メールは1件ずつ送る必要がありそうですので、テンプレを使って1本30秒で送れたとしましょうか。

1154本送っているので、1154×0.5/60=9.6時間掛かっています。ので19,233円。75件設定できているので単価は256円になります。

 

◆SMS

SMSは一斉配信ができます。作業的にはメールと同じくらいですが、宛先登録があるので100件ずつを1分で送信可能計算とすると1245件なので、13分で送れます。

とするとかかる人件費は1/4時間分で500円。78件設定出来ているので6.4円しか使わないことになりSMSは最小の人件費で面接設定ができるツール、ということになったりします。

 

実際にこの考え方を僕に教えてくれたクライアント企業からは、大量の一斉配信ができるSMSを利用することで予約数をある程度稼ぐことで人員の稼働に余裕ができ、架電本数が増えて結果として面談設定数が上がった、という嬉しい報告をいただきました。

 

 

もちろんここで書いた各指標などは完全にダミーですし、Case4まで測定を行うにはそれなりの人件費もかかりますので一概にどの測定方法がベストだと考えるかは皆さんの自由だと思います。
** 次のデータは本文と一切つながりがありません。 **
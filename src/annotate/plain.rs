//! Plain-text annotation
//!
//! Plain text needs no parsing: the units are the segmenter's tokens (or
//! lines of them), and the output is the same token array with one element
//! flagged, for the caller to render as styled spans.

use serde::Serialize;

use crate::segment::{segment, Token};
use crate::timing::{Granularity, Units};

/// One renderable piece of plain text.
#[derive(Debug, Clone, PartialEq, Serialize)]
#[serde(rename_all = "camelCase")]
pub struct AnnotatedToken {
    pub text: String,
    pub is_whitespace: bool,
    pub active: bool,
}

/// Addressable units of plain text.
///
/// Words for [`Granularity::Word`]; for [`Granularity::Block`], each line of
/// text is one unit and the line breaks between them are whitespace units.
pub fn plain_units(text: &str, granularity: Granularity, locale: Option<&str>) -> Units {
    units_from_tokens(segment(text, locale), granularity)
}

/// Build units from already-segmented tokens.
pub fn units_from_tokens(tokens: Vec<Token>, granularity: Granularity) -> Units {
    match granularity {
        Granularity::Word => Units::from_words(tokens),
        Granularity::Block => line_units(tokens),
    }
}

/// Flag unit `active` in the unit sequence.
pub fn render_tokens(units: &Units, active: Option<usize>) -> Vec<AnnotatedToken> {
    units
        .tokens
        .iter()
        .enumerate()
        .map(|(i, t)| AnnotatedToken {
            text: t.text.clone(),
            is_whitespace: t.is_whitespace,
            active: !t.is_whitespace && active == Some(i),
        })
        .collect()
}

fn is_line_break(token: &Token) -> bool {
    token.is_whitespace && token.text.contains('\n')
}

fn line_units(tokens: Vec<Token>) -> Units {
    let mut lines: Vec<Token> = Vec::new();
    let mut word_units = Vec::new();

    for token in tokens {
        let spoken = !token.is_whitespace;
        match lines.last_mut() {
            Some(line) if !is_line_break(&token) && !is_line_break(line) => {
                line.text.push_str(&token.text);
                line.source_len += token.source_len;
                line.is_whitespace &= token.is_whitespace;
            }
            _ => lines.push(token),
        }
        if spoken {
            word_units.push(lines.len() - 1);
        }
    }

    for (i, line) in lines.iter_mut().enumerate() {
        line.weight = if line.is_whitespace {
            0.0
        } else {
            word_units.iter().filter(|u| **u == i).count().max(1) as f64
        };
    }

    Units {
        tokens: lines,
        word_units,
    }
}

#[cfg(test)]
mod tests {
    use super::*;

    #[test]
    fn test_line_units() {
        let units = plain_units("First line here.\n\nSecond one\n", Granularity::Block, None);
        let texts: Vec<&str> = units.tokens.iter().map(|t| t.text.as_str()).collect();
        assert_eq!(texts, vec!["First line here.", "\n\n", "Second one", "\n"]);
        assert_eq!(units.word_units, vec![0, 0, 0, 2, 2]);
        assert_eq!(units.tokens[0].weight, 3.0);
        assert_eq!(units.tokens[1].weight, 0.0);
        assert_eq!(units.tokens[2].weight, 2.0);
        assert_eq!(units.tokens[2].start_offset, 18);
        assert_eq!(units.tokens[2].end_offset(), 28);
    }

    #[test]
    fn test_line_units_leading_indent() {
        let units = plain_units("  indented\nnext", Granularity::Block, None);
        let texts: Vec<&str> = units.tokens.iter().map(|t| t.text.as_str()).collect();
        assert_eq!(texts, vec!["  indented", "\n", "next"]);
        assert!(!units.tokens[0].is_whitespace);
    }

    #[test]
    fn test_render_flags_one_token() {
        let units = plain_units("Hello world!", Granularity::Word, None);
        let rendered = render_tokens(&units, Some(2));
        assert_eq!(rendered.len(), 3);
        assert!(!rendered[0].active);
        assert!(rendered[1].is_whitespace);
        assert!(rendered[2].active);
        assert_eq!(rendered[2].text, "world!");
    }

    #[test]
    fn test_render_whitespace_never_active() {
        let units = plain_units("a b", Granularity::Word, None);
        assert!(render_tokens(&units, Some(1)).iter().all(|t| !t.active));
        assert!(render_tokens(&units, None).iter().all(|t| !t.active));
        assert!(render_tokens(&units, Some(99)).iter().all(|t| !t.active));
    }
}
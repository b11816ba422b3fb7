//! Reading sessions
//!
//! A session is one place on screen where read-aloud can happen: one
//! adapter, one clock, and the highlighters for every block it covers. Only
//! one audio source is live per session. Starting a new read stops the old
//! one first, and events still arriving from the old source are dropped.

use serde::Serialize;
use tracing::debug;

use crate::cache::TokenCache;
use crate::config::HighlightConfig;
use crate::error::HighlightError;
use crate::highlighter::{Highlight, Highlighter, SourceKind};
use crate::timing::TimingEntry;

use super::state::{PlaybackAdapter, PlaybackEvent, PlaybackState, PlaybackStatus};

/// Identifies one read-aloud request within a session.
#[derive(Debug, Clone, Copy, PartialEq, Eq, Hash, Serialize)]
pub struct SourceId(u64);

impl SourceId {
    pub fn value(&self) -> u64 {
        self.0
    }
}

#[derive(Debug, Clone)]
pub struct ReadingSession {
    adapter: PlaybackAdapter,
    config: HighlightConfig,
    cache: TokenCache,
    blocks: Vec<Highlighter>,
    current: Option<SourceId>,
    next_id: u64,
}

impl ReadingSession {
    pub fn new(config: HighlightConfig) -> Self {
        let cache = TokenCache::with_capacity(config.cache_capacity);
        Self {
            adapter: PlaybackAdapter::new(),
            config,
            cache,
            blocks: Vec::new(),
            current: None,
            next_id: 0,
        }
    }

    /// Add a text block; returns its index.
    pub fn add_block(&mut self, source: impl Into<String>, kind: SourceKind) -> usize {
        let highlighter = Highlighter::cached(source, kind, &self.config, &mut self.cache);
        self.blocks.push(highlighter);
        self.blocks.len() - 1
    }

    /// Add a text block with provider word timing; returns its index.
    pub fn add_block_with_timing(
        &mut self,
        source: impl Into<String>,
        kind: SourceKind,
        timing: Vec<TimingEntry>,
    ) -> usize {
        let highlighter =
            Highlighter::cached(source, kind, &self.config, &mut self.cache).with_timing(timing);
        self.blocks.push(highlighter);
        self.blocks.len() - 1
    }

    /// Replace the text of block `index`. Returns `false` if there is no
    /// such block.
    pub fn set_block_source(&mut self, index: usize, source: impl Into<String>, kind: SourceKind) -> bool {
        match self.blocks.get_mut(index) {
            Some(block) => {
                *block = Highlighter::cached(source, kind, &self.config, &mut self.cache);
                true
            }
            None => false,
        }
    }

    /// Attach provider word timing to block `index`. Returns `false` if
    /// there is no such block.
    pub fn set_block_timing(&mut self, index: usize, timing: Vec<TimingEntry>) -> bool {
        match self.blocks.get_mut(index) {
            Some(block) => {
                block.set_timing(timing);
                true
            }
            None => false,
        }
    }

    pub fn blocks(&self) -> &[Highlighter] {
        &self.blocks
    }

    pub fn config(&self) -> &HighlightConfig {
        &self.config
    }

    pub fn cache(&self) -> &TokenCache {
        &self.cache
    }

    pub fn state(&self) -> &PlaybackState {
        self.adapter.state()
    }

    pub fn status(&self) -> PlaybackStatus {
        self.adapter.status()
    }

    /// User-displayable error message, if the last source failed.
    pub fn error(&self) -> Option<&str> {
        self.adapter.state().error.as_deref()
    }

    pub fn current(&self) -> Option<SourceId> {
        self.current
    }

    /// Begin a new read-aloud request, tearing down any previous one.
    pub fn start_read(&mut self) -> Result<SourceId, HighlightError> {
        if let Some(previous) = self.current.take() {
            debug!(source = previous.0, "tearing down previous source");
        }
        self.stop();
        self.adapter.apply(PlaybackEvent::Request)?;

        let id = SourceId(self.next_id);
        self.next_id += 1;
        self.current = Some(id);
        Ok(id)
    }

    /// Apply an event from `source`. Events from a torn-down source are
    /// ignored.
    pub fn handle(&mut self, source: SourceId, event: PlaybackEvent) -> Result<(), HighlightError> {
        if self.current != Some(source) {
            debug!(source = source.0, event = event.name(), "ignoring event from stale source");
            return Ok(());
        }

        self.adapter.apply(event)?;
        match self.adapter.status() {
            PlaybackStatus::Idle => {
                self.current = None;
                self.reset_blocks();
            }
            // The source stays current so its error remains visible
            PlaybackStatus::Error => self.reset_blocks(),
            _ => {}
        }
        Ok(())
    }

    /// Apply a `timeupdate` from `source`.
    pub fn time_update(&mut self, source: SourceId, current_time: f64, duration: f64) {
        if self.current != Some(source) {
            debug!(source = source.0, "ignoring time update from stale source");
            return;
        }
        self.adapter.time_update(current_time, duration);
    }

    /// Stop whatever is playing and clear every highlight.
    pub fn stop(&mut self) {
        if self.adapter.status() != PlaybackStatus::Idle {
            self.adapter.reset();
        }
        self.current = None;
        self.reset_blocks();
    }

    /// Highlights for every block at the current clock.
    pub fn tick_all(&mut self) -> Vec<Highlight> {
        let clock = self.adapter.state().clock();
        self.blocks.iter_mut().map(|block| block.tick(&clock)).collect()
    }

    /// Clear every highlight without touching playback.
    pub fn reset_blocks(&mut self) {
        self.blocks.iter_mut().for_each(Highlighter::reset);
    }
}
もちろんKPI測定をしないで感覚値で「なんとなく上がったっぽいねー」というのが絶対悪とはいいません。

 

ただ、こういった数字を日々マネジメントしなくてはいけない方への一つの気づきとしてこういった視点もあるよ、とお伝えできたとすると幸いです。

 

それでは。

Kosuke

 

[雑記]

・6月末に八丈島に釣りに行ってきました!強風と高波でめちゃくちゃ揺れる船でしたが、楽しく仲間と釣りすることが出来ました!

・7月ということで、夏の甲子園の地区予選が続々始まります。今大会は101回大会で、僕が出場したのが81回大会。坊主頭で白球を追いかけていたのがもう20年前になるとは。。。